** REQUIRED ACTION **
What lines in the records below contain the string "part"? Copy every one.

[Stored data]
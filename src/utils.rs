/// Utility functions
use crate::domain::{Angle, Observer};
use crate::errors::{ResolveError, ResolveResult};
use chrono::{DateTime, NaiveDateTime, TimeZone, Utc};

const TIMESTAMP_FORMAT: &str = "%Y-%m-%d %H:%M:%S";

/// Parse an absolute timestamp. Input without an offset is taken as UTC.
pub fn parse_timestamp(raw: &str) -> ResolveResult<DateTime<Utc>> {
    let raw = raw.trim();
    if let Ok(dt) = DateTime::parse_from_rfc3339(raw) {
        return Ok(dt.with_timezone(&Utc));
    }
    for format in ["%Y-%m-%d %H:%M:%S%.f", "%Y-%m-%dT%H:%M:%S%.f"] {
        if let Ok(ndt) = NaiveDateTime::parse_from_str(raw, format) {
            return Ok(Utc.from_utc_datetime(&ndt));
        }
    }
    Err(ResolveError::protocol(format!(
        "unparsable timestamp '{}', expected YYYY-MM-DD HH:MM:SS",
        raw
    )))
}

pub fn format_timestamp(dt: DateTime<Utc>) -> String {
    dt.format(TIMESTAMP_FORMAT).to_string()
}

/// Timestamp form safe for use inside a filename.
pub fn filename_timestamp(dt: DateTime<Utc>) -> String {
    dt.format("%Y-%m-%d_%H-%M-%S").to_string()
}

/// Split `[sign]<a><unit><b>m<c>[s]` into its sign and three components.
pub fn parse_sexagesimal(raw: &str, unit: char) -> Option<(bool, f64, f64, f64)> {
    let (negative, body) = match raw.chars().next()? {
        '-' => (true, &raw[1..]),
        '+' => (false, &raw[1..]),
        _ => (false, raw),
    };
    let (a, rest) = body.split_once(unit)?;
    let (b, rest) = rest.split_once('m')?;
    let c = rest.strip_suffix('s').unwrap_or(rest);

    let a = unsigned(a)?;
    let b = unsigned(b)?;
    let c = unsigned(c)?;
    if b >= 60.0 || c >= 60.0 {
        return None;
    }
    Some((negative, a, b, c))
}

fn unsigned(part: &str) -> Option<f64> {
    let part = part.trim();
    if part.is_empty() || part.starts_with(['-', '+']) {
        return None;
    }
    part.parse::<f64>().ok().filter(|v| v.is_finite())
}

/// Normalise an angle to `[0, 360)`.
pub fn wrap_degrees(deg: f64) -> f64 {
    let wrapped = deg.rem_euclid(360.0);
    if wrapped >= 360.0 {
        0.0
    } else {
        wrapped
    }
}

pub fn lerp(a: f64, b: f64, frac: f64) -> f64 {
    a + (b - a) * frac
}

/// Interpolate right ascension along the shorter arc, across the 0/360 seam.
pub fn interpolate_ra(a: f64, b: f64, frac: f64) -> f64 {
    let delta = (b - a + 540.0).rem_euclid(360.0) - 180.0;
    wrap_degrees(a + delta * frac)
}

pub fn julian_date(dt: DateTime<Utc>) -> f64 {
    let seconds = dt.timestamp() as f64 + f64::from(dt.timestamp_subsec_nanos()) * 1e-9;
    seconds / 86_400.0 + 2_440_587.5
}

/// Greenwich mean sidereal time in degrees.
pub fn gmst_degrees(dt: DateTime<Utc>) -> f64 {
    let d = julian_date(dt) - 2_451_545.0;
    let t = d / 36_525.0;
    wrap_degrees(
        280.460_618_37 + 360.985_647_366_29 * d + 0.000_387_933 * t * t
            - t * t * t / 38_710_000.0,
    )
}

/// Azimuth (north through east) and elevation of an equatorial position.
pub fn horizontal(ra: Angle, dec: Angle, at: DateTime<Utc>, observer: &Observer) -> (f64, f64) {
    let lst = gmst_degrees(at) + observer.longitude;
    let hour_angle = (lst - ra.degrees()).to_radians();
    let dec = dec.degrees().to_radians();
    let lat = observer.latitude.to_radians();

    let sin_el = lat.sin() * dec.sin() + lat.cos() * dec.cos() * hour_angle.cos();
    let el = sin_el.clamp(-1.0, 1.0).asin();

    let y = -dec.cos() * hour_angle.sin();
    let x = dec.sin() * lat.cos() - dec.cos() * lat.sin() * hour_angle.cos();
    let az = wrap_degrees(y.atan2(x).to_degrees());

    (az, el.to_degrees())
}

** TASK RESULT **
fn unsigned(part: &str) -> Option<f64> {
    let part = part.trim();
    if part.is_empty() || part.starts_with(['-', '+']) {
    part.parse::<f64>().ok().filter(|v| v.is_finite())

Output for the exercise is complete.